このように広く認められる監査費用であるが、平成26年会社法改正で、内部統制システムに関し、監査費用の前払又は償還の手続等に係る方針が含まれるようになった(会規100条3項6号)。日本監査役協会の「監査役監査基準」(令和4年8月1日最終改定)では、13条において監査費用について規定しており、監査費用はあらかじめ予算計上しておくことが望ましいとされているが、緊急又は臨時に支出した費用について償還請求権を有する旨明記されている(同条2項)。同様の定めは、指名委員会等設置会社について「監査委員会監査基準」(令和4年8月1日最終改定)11条、監査等委員会設置会社について「監査等委員会監査基準」(令和4年8月1日最終改定)12条においてもそれぞれ存在する。
3 本判決と原判決との相違
Y社は「監査役の職務の執行に必要でない」費用であると主張していたが、本判決も、Aが新株予約権を行使し、Y社株式を取得するために、Cに責任追及訴訟提起の請求をさせ、Xに監査報告において取締役の責任追及を可能とするような留保意見を作成させようとしたと解する余地もないではないと述べている。にもかかわらず、本判決及び原判決においてY社の主張が排斥されたのは、前記第3の①ないし④の事実が認められたからである。
もっとも、本判決と原判決は、判断の枠組みが異なっている。
原判決は、不当な個人的利益を獲得する意図に基づく場合、不当な嫌がらせを主眼とする場合など特段の事情がある場合に限り、権限濫用となって「監査役の職務の執行に必要でない」費用に当たるとし、前記3の①ないし④の事実から特段の事情を認めることはできないとしていた。
一方、本判決は、前述のとおり、訴えの提起が会社の利益に沿ったものであるかを第一に判断すべきであるとし、前記3の①ないし④の事実から、本件責任追及訴訟はY社の利益のためのものと判断している。このように、本判決は、主観面を審査するのではなく、客観的に会社の利益に沿ったものか判断すべきとしている。この点、原判決と比較して、監査役にとって厳しい一般論を説示したものとの指摘がある[4]。取締役らの責任が否定された第1訴訟について、本判決が、当事者が主張立証を尽くした上で判断した結果である旨あえて言及していることからすると、勝訴の見込みが著しく低いなど客観的に見て提訴すべきでないと解される事案については、監査費用等償還請求が認められない可能性もあるのではないだろうか。
また、本判決は、権限濫用の場合に限らず、より一般的に、監査費用の請求が認められる基準を示そうとしたものとの見解もある[5]。
4 監査役の対応
(1)監査役が株主からの提訴請求を受けた場合等訴訟提起・進行の判断を迫られた場合の対応についてであるが、本判決が前記第3の③で摘示したように、監査役会を開催し、関係取締役から事情を聴取するなど提訴判断に必要な事実関係の調査が必須である。
加えて、弁護士の意見・助言を得るなど弁護士の関与も必要である。
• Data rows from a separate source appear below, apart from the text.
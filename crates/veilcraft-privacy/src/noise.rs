//! Differential-privacy noise mechanisms.
//!
//! Count and sum queries use the Laplace mechanism with scale
//! `sensitivity / epsilon`; average queries use the Gaussian mechanism with
//! `sigma = sensitivity * sqrt(2 ln(1.25 / delta)) / epsilon`. Output is
//! intrinsically randomized and only meaningful statistically.

use rand::Rng;
use rand_distr::{Distribution, Normal};
use serde::{Deserialize, Serialize};
use veilcraft_core::{Error, Result};

/// Query shape; selects sensitivity and mechanism.
#[derive(Debug, Clone, Copy, PartialEq, Eq, Serialize, Deserialize)]
#[serde(rename_all = "lowercase")]
pub enum QueryType {
    Count,
    Sum,
    Average,
}

impl QueryType {
    /// L1/L2 sensitivity assumed for the query shape. Counts change by at
    /// most 1 per record; sums are bounded by the per-record cap.
    pub fn sensitivity(&self) -> f64 {
        match self {
            QueryType::Count => 1.0,
            QueryType::Sum => 10.0,
            QueryType::Average => 1.0,
        }
    }
}

impl std::fmt::Display for QueryType {
    fn fmt(&self, f: &mut std::fmt::Formatter<'_>) -> std::fmt::Result {
        match self {
            Self::Count => write!(f, "count"),
            Self::Sum => write!(f, "sum"),
            Self::Average => write!(f, "average"),
        }
    }
}

/// Statistics derived from a batch of noisy samples.
#[derive(Debug, Clone, Serialize)]
pub struct NoiseSummary {
    pub mean: f64,
    pub variance: f64,
    #[serde(rename = "stdDev")]
    pub std_dev: f64,
    pub min: f64,
    pub max: f64,
}

impl NoiseSummary {
    pub(crate) fn from_samples(samples: &[f64]) -> Self {
        let n = samples.len() as f64;
        let mean = samples.iter().sum::<f64>() / n;
        let variance = samples.iter().map(|s| (s - mean).powi(2)).sum::<f64>() / n;
        Self {
            mean,
            variance,
            std_dev: variance.sqrt(),
            min: samples.iter().copied().fold(f64::INFINITY, f64::min),
            max: samples.iter().copied().fold(f64::NEG_INFINITY, f64::max),
        }
    }
}

/// A batch of noisy samples plus derived statistics.
#[derive(Debug, Clone, Serialize)]
pub struct NoiseSeries {
    pub samples: Vec<f64>,
    pub summary: NoiseSummary,
}

/// Draw one noisy observation of `value` under the mechanism selected by
/// `query_type`.
pub(crate) fn sample(value: f64, query_type: QueryType, epsilon: f64, delta: f64) -> Result<f64> {
    if !value.is_finite() {
        return Err(Error::Validation(format!(
            "query value must be finite, got {value}"
        )));
    }
    if !epsilon.is_finite() || epsilon <= 0.0 {
        return Err(Error::Computation(format!(
            "epsilon must be > 0 to inject noise, got {epsilon}"
        )));
    }

    let sensitivity = query_type.sensitivity();
    match query_type {
        QueryType::Count | QueryType::Sum => Ok(value + laplace(sensitivity / epsilon)),
        QueryType::Average => {
            if delta <= 0.0 {
                return Err(Error::Computation(
                    "average queries use the Gaussian mechanism, which requires delta > 0".into(),
                ));
            }
            let sigma = sensitivity * (2.0 * (1.25 / delta).ln()).sqrt() / epsilon;
            let normal = Normal::new(0.0, sigma)
                .map_err(|e| Error::Computation(format!("gaussian mechanism: {e}")))?;
            Ok(value + normal.sample(&mut rand::thread_rng()))
        }
    }
}

/// Laplace(0, scale) via inverse CDF over a centered uniform draw.
fn laplace(scale: f64) -> f64 {
    let u: f64 = rand::thread_rng().gen::<f64>() - 0.5;
    let sign = if u >= 0.0 { 1.0 } else { -1.0 };
    let magnitude = (1.0 - 2.0 * u.abs()).max(1e-12);
    -scale * sign * magnitude.ln()
}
本判決は、本件責任追及訴訟がY社の利益に沿ったものである理由付けとして、原判決に付加して、X退任後に訴訟を進行させた後任の監査役F及び同時に就任したGの両名が弁護士であることを述べている。この点、裁判所が訴訟提起・進行につき弁護士の判断を尊重していることがうかがえる。
(2)会社が監査役の職務に必要でないことを証明することなく、監査役の費用等償還請求を拒むときは、監査役の取締役(会)への報告義務の対象となるとともに[6]、監査報告に記載すべきとの見解が有力である[7]。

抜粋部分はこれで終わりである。